Nevertheless, forget for a few moments, your own particular country.
In general, do you believe that everyone should prefer to buy (up to and including “only buy”) products that are produced in one’s own country?
Leave out considerations of the place in which you were born, the nation of which you are a citizen, the locale that you call home (or any combination of those, or any other way in which you determine the country that is “yours”).
We’ve seen that one can either be a patriot or have a free market. The two cannot go together (see previous page if you don’t understand the reasoning). Therefore, there must be some moderation between a completely free market and a completely patriotic one.
And, of course, patriotism is not the only thing that can modify simple “buy low & sell high” rules. Many other considerations come under the broad and vague heading of “quality”, things which have to do more with how we perceive the products than any essential characteristic.

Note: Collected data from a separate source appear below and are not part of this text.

//! Core domain types, markdown-to-slide parsing, configuration and
//! collaborator traits for research deck generation.

pub mod collaborators;
pub mod config;
pub mod error;
pub mod parser;
pub mod types;

pub use collaborators::{ImageGenerator, ResearchCollector, Translator};
pub use config::Config;
pub use error::{Error, Result};
pub use parser::{normalize_bullet, ContentParser};
pub use types::{Labels, ParsedDeck, SlideRecord, BULLET};
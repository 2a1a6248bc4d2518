//! PPTX (Office Open XML) backend for generated research decks.
//!
//! Builds an in-memory [`Deck`] from parsed slide records, writes it as a
//! .pptx ZIP package and reads saved packages back for verification.

pub mod builder;
pub mod deck;
pub mod package;
pub mod reader;
pub mod shape;
pub mod template;

pub use builder::{title_image_prompt, DeckBuilder, DeckStyle};
pub use deck::{Deck, LayoutKind, Slide};
pub use package::{write_package, PackageSink, ZipPackageSink};
pub use reader::{DeckReader, DeckSummary, ShapeKind, SlideSummary};
pub use shape::{Paragraph, Shape, TextContainer};
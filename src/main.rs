//! NotifyHub server — notification delivery pipeline.
//!
//! Wires the Postgres repositories, transports, job queue, worker runner,
//! and recurring scheduler together and runs them until shutdown.

use std::sync::Arc;

use tokio::sync::watch;
use tracing_subscriber::EnvFilter;

use notifyhub_core::clock::{Clock, SystemClock};
use notifyhub_core::config::AppConfig;
use notifyhub_core::error::AppError;
use notifyhub_database::repositories::{
    JobRepository, NotificationRepository, PreferenceRepository, SubscriptionRepository,
    UserRepository,
};
use notifyhub_database::{connection, migration};
use notifyhub_queue::{names, JobQueue};
use notifyhub_transport::{SmtpMailer, TemplateRenderer, WebPushClient};
use notifyhub_worker::jobs::{
    BatchIngestHandler, DigestBuildHandler, PushFanoutHandler, SendEmailHandler,
    SweepArchivedHandler,
};
use notifyhub_worker::{
    JobExecutor, Lane, RecurringScheduler, RecurringTask, Schedule, WorkerRunner,
};

#[tokio::main]
async fn main() {
    let env = std::env::var("NOTIFYHUB_ENV").unwrap_or_else(|_| "default".to_string());
    let config = match AppConfig::load(&env) {
        Ok(c) => c,
        Err(e) => {
            eprintln!("Failed to load configuration: {e}");
            std::process::exit(1);
        }
    };

    init_logging(&config);

    if let Err(e) = run(config).await {
        tracing::error!(error = %e, "Server error");
        std::process::exit(1);
    }
}

fn init_logging(config: &AppConfig) {
    let filter = EnvFilter::try_from_default_env()
        .unwrap_or_else(|_| EnvFilter::new(config.logging.level.clone()));
    if config.logging.format == "json" {
        tracing_subscriber::fmt().with_env_filter(filter).json().init();
    } else {
        tracing_subscriber::fmt().with_env_filter(filter).init();
    }
}

async fn run(config: AppConfig) -> Result<(), AppError> {
    tracing::info!("Starting NotifyHub server");

    let pool = connection::create_pool(&config.database).await?;
    migration::run_migrations(&pool).await?;

    let clock: Arc<dyn Clock> = Arc::new(SystemClock);
    let users = Arc::new(UserRepository::new(pool.clone()));
    let preferences = Arc::new(PreferenceRepository::new(pool.clone()));
    let notifications = Arc::new(NotificationRepository::new(pool.clone()));
    let subscriptions = Arc::new(SubscriptionRepository::new(pool.clone()));
    let jobs = Arc::new(JobRepository::new(pool.clone()));
    let queue = JobQueue::new(jobs, Arc::clone(&clock));

    let push = Arc::new(WebPushClient::new(&config.push)?);
    let mailer = Arc::new(SmtpMailer::new(&config.email)?);

    let mut executor = JobExecutor::new();
    executor.register(Arc::new(PushFanoutHandler::new(
        preferences.clone(),
        notifications.clone(),
        subscriptions.clone(),
        push,
        Arc::clone(&clock),
        config.push.fanout_concurrency,
    )));
    executor.register(Arc::new(BatchIngestHandler::new(
        users.clone(),
        preferences.clone(),
        notifications.clone(),
        subscriptions.clone(),
        queue.clone(),
        config.queues.push_fanout.retry,
        Arc::clone(&clock),
    )));
    executor.register(Arc::new(SendEmailHandler::new(
        mailer,
        TemplateRenderer::new()?,
        Arc::clone(&clock),
    )));
    executor.register(Arc::new(DigestBuildHandler::new(
        users,
        preferences,
        notifications.clone(),
        queue.clone(),
        config.queues.send_email.retry,
        config.queues.digest_build.retry,
        Arc::clone(&clock),
    )));
    executor.register(Arc::new(SweepArchivedHandler::new(
        notifications,
        Arc::clone(&clock),
    )));
    let executor = Arc::new(executor);

    let lanes = vec![
        Lane::new(
            names::NOTIFICATION_DISPATCH,
            names::PUSH_FANOUT,
            config.queues.push_fanout.concurrency,
        ),
        Lane::new(
            names::NOTIFICATION_DISPATCH,
            names::BATCH_INGEST,
            config.queues.batch_ingest.concurrency,
        ),
        Lane::new(
            names::NOTIFICATION_DISPATCH,
            names::DIGEST_BUILD,
            config.queues.digest_build.concurrency,
        ),
        Lane::new(
            names::EMAIL_DISPATCH,
            names::SEND_EMAIL,
            config.queues.send_email.concurrency,
        ),
        Lane::new(
            names::CLEANUP,
            names::SWEEP_ARCHIVED,
            config.queues.sweep_archived.concurrency,
        ),
    ];

    let worker_id = format!(
        "{}-{}",
        hostname().unwrap_or_else(|| "notifyhub".to_string()),
        std::process::id()
    );
    let runner = WorkerRunner::new(
        queue.clone(),
        executor,
        config.worker.clone(),
        worker_id,
        lanes,
    );

    let scheduler = RecurringScheduler::new(
        queue,
        Arc::clone(&clock),
        vec![RecurringTask {
            name: "sweep-archived".to_string(),
            schedule: Schedule::Daily { hour: 2, minute: 0 },
            queue: names::CLEANUP.to_string(),
            job_type: names::SWEEP_ARCHIVED.to_string(),
            payload: serde_json::json!({
                "max_age_days": config.retention.archived_max_age_days,
            }),
            retry: config.queues.sweep_archived.retry,
        }],
    );

    let (shutdown_tx, shutdown_rx) = watch::channel(false);
    tokio::spawn(async move {
        if let Err(e) = tokio::signal::ctrl_c().await {
            tracing::error!(error = %e, "Failed to listen for shutdown signal");
            return;
        }
        tracing::info!("Shutdown signal received");
        let _ = shutdown_tx.send(true);
    });

    if config.worker.enabled {
        tokio::join!(runner.run(shutdown_rx.clone()), scheduler.run(shutdown_rx));
    } else {
        tracing::warn!("Workers disabled by configuration, running scheduler only");
        scheduler.run(shutdown_rx).await;
    }

    tracing::info!("NotifyHub server stopped");
    Ok(())
}

fn hostname() -> Option<String> {
    std::env::var("HOSTNAME").ok().filter(|h| !h.is_empty())
}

Add that to the simple historical and geographical evidence that shows that any one locale cannot create everything that it needs and desires. There will always be products or even simply resources and raw materials that you cannot access without trade between two communities (or regions, or nations).
Even if you manage to be able to feed and clothe and shelter all of the people in your community, you certainly may not be able to satisfy even slightly complex needs and desires. And, obviously, there will come a time when the economy cannot sustain itself.
If you have to make a profit selling something to someone who has to make a profit selling something to you, eventually someone will not have enough (either products or money) to complete the transaction.
If you do manage to stabilize the economy, what happens when more people arrive (usually in the form of very little people at first, but with new needs — and more of them — once they get bigger)?
Spending your hard earned money on Items created right here in the good old USA is the best way to make sure our fragile economy remains vibrant & healthy!